## Goal of the exercise
Going through the data below, find how many lines include the word "Some", and reply with that number alone.

## Record excerpts
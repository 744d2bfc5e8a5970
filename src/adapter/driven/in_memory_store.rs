use crate::domain::model::{
    Email, PickupPoint, Product, ProductId, PvzId, Reception, ReceptionId, RegistrationPeriod,
    UserAccount,
};
use crate::domain::port::{
    PickupPointRepository, ProductRepository, ReceptionRepository, RepositoryError, UserRepository,
};
use async_trait::async_trait;
use tokio::sync::Mutex;

// 各Vecは挿入順を保持する
#[derive(Default)]
struct StoreState {
    pickup_points: Vec<PickupPoint>,
    receptions: Vec<Reception>,
    products: Vec<Product>,
    users: Vec<UserAccount>,
}

impl StoreState {
    fn has_open_reception(&self, reception_id: ReceptionId) -> bool {
        self.receptions
            .iter()
            .any(|r| r.id() == reception_id && r.is_open())
    }
}

/// インメモリストア
/// すべてのリポジトリトレイトを実装する。サービスとAPIのテストで使う
/// 全操作を1つの非同期ロックで直列化し、PostgreSQL実装と同じ制約を再現する
#[derive(Default)]
pub struct InMemoryStore {
    state: Mutex<StoreState>,
}

impl InMemoryStore {
    pub fn new() -> Self {
        Self::default()
    }
}

#[async_trait]
impl PickupPointRepository for InMemoryStore {
    async fn save(&self, pickup_point: &PickupPoint) -> Result<(), RepositoryError> {
        let mut state = self.state.lock().await;
        if state
            .pickup_points
            .iter()
            .any(|p| p.id() == pickup_point.id())
        {
            return Err(RepositoryError::UniqueViolation("pvz_pkey".to_string()));
        }
        state.pickup_points.push(pickup_point.clone());
        Ok(())
    }

    async fn count(&self, period: &RegistrationPeriod) -> Result<u64, RepositoryError> {
        let state = self.state.lock().await;
        let count = state
            .pickup_points
            .iter()
            .filter(|p| period.contains(p.registration_date()))
            .count();
        Ok(count as u64)
    }

    async fn find_page(
        &self,
        period: &RegistrationPeriod,
        offset: u64,
        limit: u32,
    ) -> Result<Vec<PickupPoint>, RepositoryError> {
        let state = self.state.lock().await;
        // 同時刻の場合は後から登録したものを先にする
        let mut matching: Vec<PickupPoint> = state
            .pickup_points
            .iter()
            .rev()
            .filter(|p| period.contains(p.registration_date()))
            .cloned()
            .collect();
        matching.sort_by(|a, b| b.registration_date().cmp(&a.registration_date()));

        Ok(matching
            .into_iter()
            .skip(usize::try_from(offset).unwrap_or(usize::MAX))
            .take(limit as usize)
            .collect())
    }
}

#[async_trait]
impl ReceptionRepository for InMemoryStore {
    async fn insert_open(&self, reception: &Reception) -> Result<(), RepositoryError> {
        let mut state = self.state.lock().await;
        let pvz_id = reception.pvz_id();

        if !state.pickup_points.iter().any(|p| p.id() == pvz_id) {
            return Err(RepositoryError::ForeignKeyViolation(
                "reception_pvz_id_fkey".to_string(),
            ));
        }
        if state
            .receptions
            .iter()
            .any(|r| r.pvz_id() == pvz_id && r.is_open())
        {
            return Err(RepositoryError::UniqueViolation(
                "reception_one_open_per_pvz".to_string(),
            ));
        }

        state.receptions.push(reception.clone());
        Ok(())
    }

    async fn find_open_by_point(
        &self,
        pvz_id: PvzId,
    ) -> Result<Option<Reception>, RepositoryError> {
        let state = self.state.lock().await;
        Ok(state
            .receptions
            .iter()
            .rev()
            .find(|r| r.pvz_id() == pvz_id && r.is_open())
            .cloned())
    }

    async fn close(&self, reception_id: ReceptionId) -> Result<Option<Reception>, RepositoryError> {
        let mut state = self.state.lock().await;
        let Some(reception) = state
            .receptions
            .iter_mut()
            .find(|r| r.id() == reception_id && r.is_open())
        else {
            return Ok(None);
        };

        reception
            .close()
            .map_err(|e| RepositoryError::OperationFailed(e.to_string()))?;
        Ok(Some(reception.clone()))
    }

    async fn find_by_point(&self, pvz_id: PvzId) -> Result<Vec<Reception>, RepositoryError> {
        let state = self.state.lock().await;
        Ok(state
            .receptions
            .iter()
            .rev()
            .filter(|r| r.pvz_id() == pvz_id)
            .cloned()
            .collect())
    }
}

#[async_trait]
impl ProductRepository for InMemoryStore {
    async fn insert_into_open(&self, product: &Product) -> Result<bool, RepositoryError> {
        let mut state = self.state.lock().await;
        let reception_id = product.reception_id();

        if !state.receptions.iter().any(|r| r.id() == reception_id) {
            return Err(RepositoryError::ForeignKeyViolation(
                "product_reception_id_fkey".to_string(),
            ));
        }
        if !state.has_open_reception(reception_id) {
            return Ok(false);
        }

        state.products.push(product.clone());
        Ok(true)
    }

    async fn find_last_by_reception(
        &self,
        reception_id: ReceptionId,
    ) -> Result<Option<Product>, RepositoryError> {
        let state = self.state.lock().await;
        Ok(state
            .products
            .iter()
            .rev()
            .find(|p| p.reception_id() == reception_id)
            .cloned())
    }

    async fn delete(
        &self,
        product_id: ProductId,
        reception_id: ReceptionId,
    ) -> Result<bool, RepositoryError> {
        let mut state = self.state.lock().await;
        if !state.has_open_reception(reception_id) {
            return Ok(false);
        }

        match state
            .products
            .iter()
            .position(|p| p.id() == product_id && p.reception_id() == reception_id)
        {
            Some(index) => {
                state.products.remove(index);
                Ok(true)
            }
            None => Ok(false),
        }
    }

    async fn find_by_reception(
        &self,
        reception_id: ReceptionId,
    ) -> Result<Vec<Product>, RepositoryError> {
        let state = self.state.lock().await;
        Ok(state
            .products
            .iter()
            .rev()
            .filter(|p| p.reception_id() == reception_id)
            .cloned()
            .collect())
    }
}

#[async_trait]
impl UserRepository for InMemoryStore {
    async fn exists_by_email(&self, email: &Email) -> Result<bool, RepositoryError> {
        let state = self.state.lock().await;
        Ok(state.users.iter().any(|u| u.email() == email))
    }

    async fn insert(&self, user: &UserAccount) -> Result<(), RepositoryError> {
        let mut state = self.state.lock().await;
        if state.users.iter().any(|u| u.email() == user.email()) {
            return Err(RepositoryError::UniqueViolation(
                "users_email_key".to_string(),
            ));
        }
        state.users.push(user.clone());
        Ok(())
    }

    async fn find_by_email(&self, email: &Email) -> Result<Option<UserAccount>, RepositoryError> {
        let state = self.state.lock().await;
        Ok(state.users.iter().find(|u| u.email() == email).cloned())
    }
}
// アプリケーションサービス
// 認可が必要な操作はすべて呼び出し元の`Principal`を引数で受け取る

mod auth_service;
mod pickup_point_service;
mod product_service;
mod reception_service;

pub use auth_service::AuthApplicationService;
pub use pickup_point_service::PickupPointApplicationService;
pub use product_service::ProductApplicationService;
pub use reception_service::ReceptionApplicationService;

## Finished task
3